Data to examine =>
^^^^
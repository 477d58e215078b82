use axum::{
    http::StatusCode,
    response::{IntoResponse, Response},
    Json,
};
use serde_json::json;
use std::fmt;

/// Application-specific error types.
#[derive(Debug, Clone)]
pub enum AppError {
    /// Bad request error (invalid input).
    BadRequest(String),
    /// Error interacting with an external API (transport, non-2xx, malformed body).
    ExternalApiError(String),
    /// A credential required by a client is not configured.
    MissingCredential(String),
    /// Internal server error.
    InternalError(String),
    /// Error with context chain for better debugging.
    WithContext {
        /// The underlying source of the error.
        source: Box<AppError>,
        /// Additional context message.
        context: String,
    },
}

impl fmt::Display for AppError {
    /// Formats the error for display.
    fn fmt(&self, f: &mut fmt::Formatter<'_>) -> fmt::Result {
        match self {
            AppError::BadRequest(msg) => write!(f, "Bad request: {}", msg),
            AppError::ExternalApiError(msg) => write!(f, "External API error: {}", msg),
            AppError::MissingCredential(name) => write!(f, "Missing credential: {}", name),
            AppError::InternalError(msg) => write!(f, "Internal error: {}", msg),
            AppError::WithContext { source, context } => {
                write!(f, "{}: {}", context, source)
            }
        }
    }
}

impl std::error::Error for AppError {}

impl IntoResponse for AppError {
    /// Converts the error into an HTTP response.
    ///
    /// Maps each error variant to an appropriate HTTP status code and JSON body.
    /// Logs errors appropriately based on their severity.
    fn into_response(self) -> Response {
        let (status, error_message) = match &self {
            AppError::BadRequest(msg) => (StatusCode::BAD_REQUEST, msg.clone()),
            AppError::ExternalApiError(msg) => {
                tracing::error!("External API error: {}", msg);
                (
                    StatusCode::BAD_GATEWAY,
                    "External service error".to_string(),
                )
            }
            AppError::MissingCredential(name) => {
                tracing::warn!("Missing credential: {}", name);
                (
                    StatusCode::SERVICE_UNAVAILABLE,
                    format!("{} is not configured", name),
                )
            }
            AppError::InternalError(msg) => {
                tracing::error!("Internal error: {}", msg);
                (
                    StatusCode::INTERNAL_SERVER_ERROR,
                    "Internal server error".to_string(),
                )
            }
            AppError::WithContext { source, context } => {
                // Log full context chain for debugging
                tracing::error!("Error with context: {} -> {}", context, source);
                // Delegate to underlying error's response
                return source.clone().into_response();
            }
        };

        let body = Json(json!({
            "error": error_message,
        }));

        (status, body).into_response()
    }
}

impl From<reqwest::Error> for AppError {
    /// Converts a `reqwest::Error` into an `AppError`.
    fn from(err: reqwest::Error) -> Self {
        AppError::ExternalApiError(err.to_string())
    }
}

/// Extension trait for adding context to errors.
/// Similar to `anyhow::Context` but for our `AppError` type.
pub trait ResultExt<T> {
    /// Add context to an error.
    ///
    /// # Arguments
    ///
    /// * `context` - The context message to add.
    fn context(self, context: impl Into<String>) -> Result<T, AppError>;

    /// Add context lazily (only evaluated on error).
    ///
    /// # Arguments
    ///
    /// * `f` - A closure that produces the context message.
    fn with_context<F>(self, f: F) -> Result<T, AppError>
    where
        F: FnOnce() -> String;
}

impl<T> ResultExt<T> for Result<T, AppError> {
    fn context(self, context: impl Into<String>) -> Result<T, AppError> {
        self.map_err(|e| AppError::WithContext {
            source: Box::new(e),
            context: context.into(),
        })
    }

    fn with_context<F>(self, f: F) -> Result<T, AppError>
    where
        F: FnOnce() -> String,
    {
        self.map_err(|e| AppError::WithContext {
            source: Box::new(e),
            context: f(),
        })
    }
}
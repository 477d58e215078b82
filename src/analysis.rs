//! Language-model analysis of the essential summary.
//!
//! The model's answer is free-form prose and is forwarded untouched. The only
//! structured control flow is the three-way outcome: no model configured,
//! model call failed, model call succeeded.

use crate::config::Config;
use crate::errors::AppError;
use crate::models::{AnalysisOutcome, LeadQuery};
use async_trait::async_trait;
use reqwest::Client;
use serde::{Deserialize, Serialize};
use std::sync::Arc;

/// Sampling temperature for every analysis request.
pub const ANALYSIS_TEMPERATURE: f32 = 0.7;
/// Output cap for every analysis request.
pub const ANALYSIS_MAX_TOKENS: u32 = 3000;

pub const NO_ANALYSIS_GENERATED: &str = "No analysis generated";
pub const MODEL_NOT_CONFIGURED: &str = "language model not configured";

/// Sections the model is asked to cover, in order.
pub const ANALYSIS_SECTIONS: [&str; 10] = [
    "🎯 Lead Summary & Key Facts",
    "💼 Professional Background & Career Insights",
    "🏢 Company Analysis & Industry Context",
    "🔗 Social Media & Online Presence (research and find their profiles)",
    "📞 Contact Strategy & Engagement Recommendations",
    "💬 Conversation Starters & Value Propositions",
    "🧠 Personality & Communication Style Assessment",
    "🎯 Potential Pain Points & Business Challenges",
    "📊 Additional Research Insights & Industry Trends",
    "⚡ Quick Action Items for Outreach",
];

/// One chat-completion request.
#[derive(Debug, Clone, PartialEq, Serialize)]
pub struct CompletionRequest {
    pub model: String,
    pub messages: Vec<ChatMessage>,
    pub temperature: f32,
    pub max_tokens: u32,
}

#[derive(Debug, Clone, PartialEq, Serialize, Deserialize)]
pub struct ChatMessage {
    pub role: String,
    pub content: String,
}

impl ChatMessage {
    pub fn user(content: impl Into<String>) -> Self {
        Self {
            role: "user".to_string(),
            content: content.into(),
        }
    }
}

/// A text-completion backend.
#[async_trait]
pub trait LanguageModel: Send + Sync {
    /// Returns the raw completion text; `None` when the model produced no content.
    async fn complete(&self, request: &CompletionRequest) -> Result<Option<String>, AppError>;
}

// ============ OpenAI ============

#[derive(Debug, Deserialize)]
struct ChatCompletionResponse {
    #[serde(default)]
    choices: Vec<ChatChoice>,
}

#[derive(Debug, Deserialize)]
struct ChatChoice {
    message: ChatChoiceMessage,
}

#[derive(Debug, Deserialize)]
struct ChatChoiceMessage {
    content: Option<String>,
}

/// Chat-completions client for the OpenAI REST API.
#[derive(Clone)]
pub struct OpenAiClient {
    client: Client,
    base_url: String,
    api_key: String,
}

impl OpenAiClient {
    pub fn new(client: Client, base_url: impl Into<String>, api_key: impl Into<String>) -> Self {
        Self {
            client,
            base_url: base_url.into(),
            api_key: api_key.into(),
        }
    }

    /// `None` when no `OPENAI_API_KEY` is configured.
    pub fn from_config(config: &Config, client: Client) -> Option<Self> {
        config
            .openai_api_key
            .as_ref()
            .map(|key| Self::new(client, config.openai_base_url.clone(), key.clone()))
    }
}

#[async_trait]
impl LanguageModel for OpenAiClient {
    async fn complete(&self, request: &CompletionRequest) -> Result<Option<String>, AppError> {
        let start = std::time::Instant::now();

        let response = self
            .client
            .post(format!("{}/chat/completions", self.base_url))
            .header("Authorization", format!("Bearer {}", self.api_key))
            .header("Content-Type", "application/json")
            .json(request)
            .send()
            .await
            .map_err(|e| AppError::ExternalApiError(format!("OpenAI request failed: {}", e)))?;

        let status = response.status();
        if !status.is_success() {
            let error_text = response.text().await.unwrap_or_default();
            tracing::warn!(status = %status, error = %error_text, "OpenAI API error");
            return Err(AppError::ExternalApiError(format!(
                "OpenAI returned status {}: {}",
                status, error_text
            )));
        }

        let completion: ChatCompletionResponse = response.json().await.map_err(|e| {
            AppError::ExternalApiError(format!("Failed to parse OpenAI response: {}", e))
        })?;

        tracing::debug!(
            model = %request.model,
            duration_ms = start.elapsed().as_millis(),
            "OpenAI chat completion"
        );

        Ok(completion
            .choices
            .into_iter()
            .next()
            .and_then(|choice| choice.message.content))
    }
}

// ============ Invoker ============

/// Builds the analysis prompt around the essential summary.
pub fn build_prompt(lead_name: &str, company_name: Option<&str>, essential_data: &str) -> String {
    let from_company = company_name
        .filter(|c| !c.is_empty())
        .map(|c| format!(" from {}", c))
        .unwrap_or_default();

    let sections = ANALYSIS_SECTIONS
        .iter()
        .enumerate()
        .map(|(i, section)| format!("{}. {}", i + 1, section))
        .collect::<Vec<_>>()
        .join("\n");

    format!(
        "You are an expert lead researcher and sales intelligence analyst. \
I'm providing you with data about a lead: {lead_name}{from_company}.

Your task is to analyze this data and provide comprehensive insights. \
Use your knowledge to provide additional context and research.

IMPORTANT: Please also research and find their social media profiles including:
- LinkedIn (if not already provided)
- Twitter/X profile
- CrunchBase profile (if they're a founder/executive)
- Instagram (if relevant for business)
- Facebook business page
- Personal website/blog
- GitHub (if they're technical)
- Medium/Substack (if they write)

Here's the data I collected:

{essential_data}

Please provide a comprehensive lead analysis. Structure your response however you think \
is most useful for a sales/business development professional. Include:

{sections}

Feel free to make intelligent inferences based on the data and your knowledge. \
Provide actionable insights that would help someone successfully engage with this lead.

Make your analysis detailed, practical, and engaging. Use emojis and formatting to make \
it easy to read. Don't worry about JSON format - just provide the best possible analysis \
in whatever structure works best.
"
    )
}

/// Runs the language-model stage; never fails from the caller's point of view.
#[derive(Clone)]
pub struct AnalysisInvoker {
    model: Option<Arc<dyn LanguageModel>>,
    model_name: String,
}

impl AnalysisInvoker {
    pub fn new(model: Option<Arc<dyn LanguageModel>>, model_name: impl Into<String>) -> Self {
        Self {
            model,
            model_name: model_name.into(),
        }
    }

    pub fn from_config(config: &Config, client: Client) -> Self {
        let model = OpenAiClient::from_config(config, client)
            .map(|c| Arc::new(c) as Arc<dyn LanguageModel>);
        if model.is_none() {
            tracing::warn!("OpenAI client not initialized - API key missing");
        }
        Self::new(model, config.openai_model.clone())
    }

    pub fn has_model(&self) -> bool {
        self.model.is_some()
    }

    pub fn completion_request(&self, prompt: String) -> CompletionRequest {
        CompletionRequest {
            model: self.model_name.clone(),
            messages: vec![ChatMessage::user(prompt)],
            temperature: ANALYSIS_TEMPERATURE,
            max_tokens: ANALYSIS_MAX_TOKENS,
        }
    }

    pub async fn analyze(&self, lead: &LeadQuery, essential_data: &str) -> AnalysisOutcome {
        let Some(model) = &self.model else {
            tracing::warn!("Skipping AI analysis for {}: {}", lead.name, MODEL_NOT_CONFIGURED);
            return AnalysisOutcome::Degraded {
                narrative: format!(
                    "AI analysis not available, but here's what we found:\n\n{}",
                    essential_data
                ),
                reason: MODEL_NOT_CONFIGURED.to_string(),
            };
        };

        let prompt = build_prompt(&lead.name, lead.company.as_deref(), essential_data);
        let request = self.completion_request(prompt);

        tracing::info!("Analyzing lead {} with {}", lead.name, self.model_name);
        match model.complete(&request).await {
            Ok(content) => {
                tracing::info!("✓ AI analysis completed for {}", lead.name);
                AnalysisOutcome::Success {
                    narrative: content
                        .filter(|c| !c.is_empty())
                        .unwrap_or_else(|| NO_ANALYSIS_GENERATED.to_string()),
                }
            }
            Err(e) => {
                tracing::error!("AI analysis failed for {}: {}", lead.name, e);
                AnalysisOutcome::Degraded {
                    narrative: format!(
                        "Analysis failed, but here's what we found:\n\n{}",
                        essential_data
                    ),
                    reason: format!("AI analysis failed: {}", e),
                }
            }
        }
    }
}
^^^^
Work instruction => All that should be written out is the stretch of lines above between the one holding "cover, in order." and the one holding "Additional Research Insights", inclusive, exactly as given.

Solution =>
/// Sections the model is asked to cover, in order.
pub const ANALYSIS_SECTIONS: [&str; 10] = [
    "🎯 Lead Summary & Key Facts",
    "💼 Professional Background & Career Insights",
    "🏢 Company Analysis & Industry Context",
    "🔗 Social Media & Online Presence (research and find their profiles)",
    "📞 Contact Strategy & Engagement Recommendations",
    "💬 Conversation Starters & Value Propositions",
    "🧠 Personality & Communication Style Assessment",
    "🎯 Potential Pain Points & Business Challenges",
    "📊 Additional Research Insights & Industry Trends",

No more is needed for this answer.